Department of Cardiology, Institute for Clinical and Experimental Medicine, Vídeňská 1958/9, 140 21 Prague 4, Czech Republic.
Clin Chim Acta. 2015 Jun 15;446:128-31. doi: 10.1016/j.cca.2015.03.046. Epub 2015 Apr 17.
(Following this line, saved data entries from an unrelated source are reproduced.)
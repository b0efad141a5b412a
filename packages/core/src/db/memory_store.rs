//! In-Memory Node Store
//!
//! A `NodeStore` backed by a `HashMap` behind a tokio `RwLock`. Every trait
//! method takes the lock once, so each call (including `set_positions` and
//! `increment_positions`) is atomic with respect to readers.
//!
//! The store can be told to start rejecting writes after a number of
//! successful ones, which is how tests simulate a save interrupted halfway
//! through renumbering.

use crate::db::{DatabaseError, DeleteResult, NodeStore};
use crate::models::{Node, NodeQuery, SortOrder};
use anyhow::Result;
use async_trait::async_trait;
use std::collections::HashMap;
use std::sync::atomic::{AtomicUsize, Ordering};
use tokio::sync::RwLock;

/// Sentinel for "no failure injected"
const UNLIMITED: usize = usize::MAX;

/// Thread-safe in-memory document store
#[derive(Debug)]
pub struct InMemoryNodeStore {
    nodes: RwLock<HashMap<String, Node>>,
    /// Remaining writes before injected failures start
    write_budget: AtomicUsize,
    /// Budget the current injection started from, for error messages
    write_limit: AtomicUsize,
    /// Successful writes since creation
    writes: AtomicUsize,
}

impl Default for InMemoryNodeStore {
    fn default() -> Self {
        Self::new()
    }
}

impl InMemoryNodeStore {
    pub fn new() -> Self {
        Self {
            nodes: RwLock::new(HashMap::new()),
            write_budget: AtomicUsize::new(UNLIMITED),
            write_limit: AtomicUsize::new(UNLIMITED),
            writes: AtomicUsize::new(0),
        }
    }

    /// Seed the store without going through the save pipeline
    pub async fn with_nodes(nodes: impl IntoIterator<Item = Node>) -> Self {
        let store = Self::new();
        {
            let mut map = store.nodes.write().await;
            for node in nodes {
                map.insert(node.id.clone(), node);
            }
        }
        store
    }

    /// Allow `limit` more successful writes, then fail every write
    pub fn fail_writes_after(&self, limit: usize) {
        self.write_limit.store(limit, Ordering::SeqCst);
        self.write_budget.store(limit, Ordering::SeqCst);
    }

    /// Stop injecting failures
    pub fn clear_write_failures(&self) {
        self.write_limit.store(UNLIMITED, Ordering::SeqCst);
        self.write_budget.store(UNLIMITED, Ordering::SeqCst);
    }

    /// Number of successful writes so far
    pub fn write_count(&self) -> usize {
        self.writes.load(Ordering::SeqCst)
    }

    pub async fn len(&self) -> usize {
        self.nodes.read().await.len()
    }

    pub async fn is_empty(&self) -> bool {
        self.nodes.read().await.is_empty()
    }

    /// Consume one unit of write budget, or fail if it is exhausted
    fn take_write(&self) -> Result<()> {
        let taken = self
            .write_budget
            .fetch_update(Ordering::SeqCst, Ordering::SeqCst, |budget| match budget {
                UNLIMITED => Some(UNLIMITED),
                0 => None,
                n => Some(n - 1),
            });
        match taken {
            Ok(_) => {
                self.writes.fetch_add(1, Ordering::SeqCst);
                Ok(())
            }
            Err(_) => {
                let limit = self.write_limit.load(Ordering::SeqCst);
                tracing::debug!("Injected write failure after {} writes", limit);
                Err(DatabaseError::injected_failure(limit).into())
            }
        }
    }
}

#[async_trait]
impl NodeStore for InMemoryNodeStore {
    async fn save_node(&self, node: Node) -> Result<Node> {
        let mut nodes = self.nodes.write().await;
        self.take_write()?;
        nodes.insert(node.id.clone(), node.clone());
        Ok(node)
    }

    async fn save_node_content(&self, mut node: Node) -> Result<Node> {
        let mut nodes = self.nodes.write().await;
        if let Some(stored) = nodes.get(&node.id) {
            node.position = stored.position;
        }
        self.take_write()?;
        nodes.insert(node.id.clone(), node.clone());
        Ok(node)
    }

    async fn get_node(&self, id: &str) -> Result<Option<Node>> {
        Ok(self.nodes.read().await.get(id).cloned())
    }

    async fn find_nodes(&self, query: &NodeQuery, order: SortOrder) -> Result<Vec<Node>> {
        let nodes = self.nodes.read().await;
        let mut found: Vec<Node> = nodes.values().filter(|n| query.matches(n)).cloned().collect();
        found.sort_by(|a, b| order.compare(a, b));
        Ok(found)
    }

    async fn count_nodes(&self, query: &NodeQuery) -> Result<usize> {
        Ok(self
            .nodes
            .read()
            .await
            .values()
            .filter(|n| query.matches(n))
            .count())
    }

    async fn update_position(&self, id: &str, position: u32) -> Result<()> {
        let mut nodes = self.nodes.write().await;
        let node = nodes
            .get_mut(id)
            .ok_or_else(|| DatabaseError::document_not_found(id))?;
        self.take_write()?;
        node.position = Some(position);
        Ok(())
    }

    async fn set_positions(&self, positions: &[(String, u32)]) -> Result<()> {
        let mut nodes = self.nodes.write().await;
        if let Some((missing, _)) = positions.iter().find(|(id, _)| !nodes.contains_key(id)) {
            return Err(DatabaseError::document_not_found(missing.clone()).into());
        }
        self.take_write()?;
        for (id, position) in positions {
            if let Some(node) = nodes.get_mut(id) {
                node.position = Some(*position);
            }
        }
        Ok(())
    }

    async fn increment_positions(&self, query: &NodeQuery, by: u32) -> Result<u64> {
        let mut nodes = self.nodes.write().await;
        let matching: Vec<String> = nodes
            .values()
            .filter(|n| query.matches(n))
            .map(|n| n.id.clone())
            .collect();
        if matching.is_empty() {
            return Ok(0);
        }

        // Check every increment before applying any of them
        for id in &matching {
            let current = nodes.get(id).and_then(|n| n.position).unwrap_or(0);
            if current.checked_add(by).is_none() {
                return Err(DatabaseError::position_overflow(id.clone()).into());
            }
        }

        self.take_write()?;
        for id in &matching {
            if let Some(node) = nodes.get_mut(id) {
                node.position = node.position.map(|p| p + by);
            }
        }
        Ok(matching.len() as u64)
    }

    async fn update_path(&self, id: &str, path: Vec<String>) -> Result<()> {
        let mut nodes = self.nodes.write().await;
        let node = nodes
            .get_mut(id)
            .ok_or_else(|| DatabaseError::document_not_found(id))?;
        self.take_write()?;
        node.path = path;
        Ok(())
    }

    async fn delete_node(&self, id: &str) -> Result<DeleteResult> {
        let mut nodes = self.nodes.write().await;
        self.take_write()?;
        Ok(match nodes.remove(id) {
            Some(_) => DeleteResult::existed(),
            None => DeleteResult::not_found(),
        })
    }
}

#[cfg(test)]
mod tests {
    use super::*;
    use crate::models::ParentFilter;

    fn child(id: &str, parent: &str, position: u32) -> Node {
        Node::new_with_id(id, "page", id, Some(parent.to_string())).with_position(position)
    }

    #[tokio::test]
    async fn test_find_orders_by_position() {
        let store =
            InMemoryNodeStore::with_nodes([child("c", "p", 2), child("a", "p", 0), child("b", "p", 1)])
                .await;

        let found = store
            .find_nodes(
                &NodeQuery::new().parent(ParentFilter::Child("p".to_string())),
                SortOrder::PositionDesc,
            )
            .await
            .unwrap();
        let ids: Vec<&str> = found.iter().map(|n| n.id.as_str()).collect();
        assert_eq!(ids, vec!["c", "b", "a"]);
    }

    #[tokio::test]
    async fn test_increment_positions_touches_only_matches() {
        let store =
            InMemoryNodeStore::with_nodes([child("a", "p", 0), child("b", "p", 1), child("x", "q", 1)])
                .await;

        let changed = store
            .increment_positions(
                &NodeQuery::new()
                    .parent(ParentFilter::Child("p".to_string()))
                    .position_gte(1),
                1,
            )
            .await
            .unwrap();

        assert_eq!(changed, 1);
        assert_eq!(store.get_node("a").await.unwrap().unwrap().position, Some(0));
        assert_eq!(store.get_node("b").await.unwrap().unwrap().position, Some(2));
        assert_eq!(store.get_node("x").await.unwrap().unwrap().position, Some(1));
    }

    #[tokio::test]
    async fn test_set_positions_is_all_or_nothing() {
        let store = InMemoryNodeStore::with_nodes([child("a", "p", 0), child("b", "p", 1)]).await;

        let result = store
            .set_positions(&[("a".to_string(), 1), ("ghost".to_string(), 0)])
            .await;
        assert!(result.is_err());
        assert_eq!(store.get_node("a").await.unwrap().unwrap().position, Some(0));

        store
            .set_positions(&[("a".to_string(), 1), ("b".to_string(), 0)])
            .await
            .unwrap();
        assert_eq!(store.get_node("a").await.unwrap().unwrap().position, Some(1));
        assert_eq!(store.get_node("b").await.unwrap().unwrap().position, Some(0));
    }

    #[tokio::test]
    async fn test_injected_failures() {
        let store = InMemoryNodeStore::with_nodes([child("a", "p", 0)]).await;
        store.fail_writes_after(1);

        store.update_position("a", 5).await.unwrap();
        let err = store.update_position("a", 6).await.unwrap_err();
        assert_eq!(
            err.downcast_ref::<DatabaseError>(),
            Some(&DatabaseError::InjectedFailure { limit: 1 })
        );
        assert_eq!(store.get_node("a").await.unwrap().unwrap().position, Some(5));

        store.clear_write_failures();
        store.update_position("a", 6).await.unwrap();
        assert_eq!(store.write_count(), 2);
    }

    #[tokio::test]
    async fn test_save_content_keeps_stored_position() {
        let store = InMemoryNodeStore::with_nodes([child("a", "p", 0)]).await;
        let mut stale = store.get_node("a").await.unwrap().unwrap();
        tokio_test::assert_ok!(store.update_position("a", 3).await);

        stale.title = "Renamed".to_string();
        let saved = tokio_test::assert_ok!(store.save_node_content(stale).await);

        assert_eq!(saved.position, Some(3));
        let stored = store.get_node("a").await.unwrap().unwrap();
        assert_eq!(stored.title, "Renamed");
        assert_eq!(stored.position, Some(3));
    }

    #[tokio::test]
    async fn test_delete_is_idempotent() {
        let store = InMemoryNodeStore::with_nodes([child("a", "p", 0)]).await;
        assert!(store.delete_node("a").await.unwrap().existed);
        assert!(!store.delete_node("a").await.unwrap().existed);
        assert!(store.is_empty().await);
    }
}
Careful interpretation of discordant results in high-sensitivity troponin measurements is necessary in cases of suspect immunoassay interferences. We describe several procedures taken in a case of a polymorbid patient with chest pain, without clear evidence of myocardial necrosis and with increased high-sensitivity cardiac troponin T (hs-cTnT). We checked the Vafaie's algorithm for the evaluation of suspect interference in troponin measurements.
We conducted a case report analysis, additional measurements, a dilution test and pretreatment of plasma with blocking agents.
Concentration of hs-cTnT (99 th percentile of "healthy" population 14 ng/L) increased from 120.1 ng/L to 280.4 ng/L during an 8-month period and decreased to 216.3 ng/L during the following month with repeatedly negative troponin I (TnI), hs-cTnI, myoglobin and creatine kinase MB (CK-MB). Suspected false positivity of hs-cTnT was further confirmed by treatment of plasma with an antiheterophile blocking agent (hs-cTnT before treatment 280.4 ng/L, after 16.53/16.23 ng/L). This outcome was further confirmed by the manufacturer's experiments.
The false-positive results of hs-cTnT were caused by the presence of extremely rare high molecular weight protein, presumably IgM, most likely HAMA (human anti-mouse antibody). Only the pre-treatment of plasma with a blocking agent provided a reliable indication of the interference. Cooperation among clinicians, laboratory personnel and the manufacturer is essential.
在怀疑免疫测定干扰的情况下,仔细解读高敏肌钙蛋白测量结果中的不一致结果是必要的。我们描述了一名患有多种疾病且胸痛的患者所采取的几种程序,该患者没有明确的心肌坏死证据,但高敏心肌肌钙蛋白T(hs-cTnT)升高。我们检查了Vafaie评估肌钙蛋白测量中可疑干扰的算法。
我们进行了病例报告分析、额外测量、稀释试验以及用封闭剂对血浆进行预处理。
hs-cTnT浓度(“健康”人群第99百分位数为14 ng/L)在8个月内从120.1 ng/L升至280.4 ng/L,随后一个月降至216.3 ng/L,而肌钙蛋白I(TnI)、hs-cTnI、肌红蛋白和肌酸激酶同工酶MB(CK-MB)多次呈阴性。用抗嗜异性封闭剂处理血浆进一步证实了hs-cTnT的疑似假阳性(处理前hs-cTnT为280.4 ng/L,处理后为16.53/16.23 ng/L)。制造商的实验进一步证实了这一结果。
hs-cTnT的假阳性结果是由极罕见的高分子量蛋白(可能是IgM,很可能是人类抗小鼠抗体)的存在引起的。只有用封闭剂对血浆进行预处理才能可靠地指示干扰情况。临床医生、实验室人员和制造商之间的合作至关重要。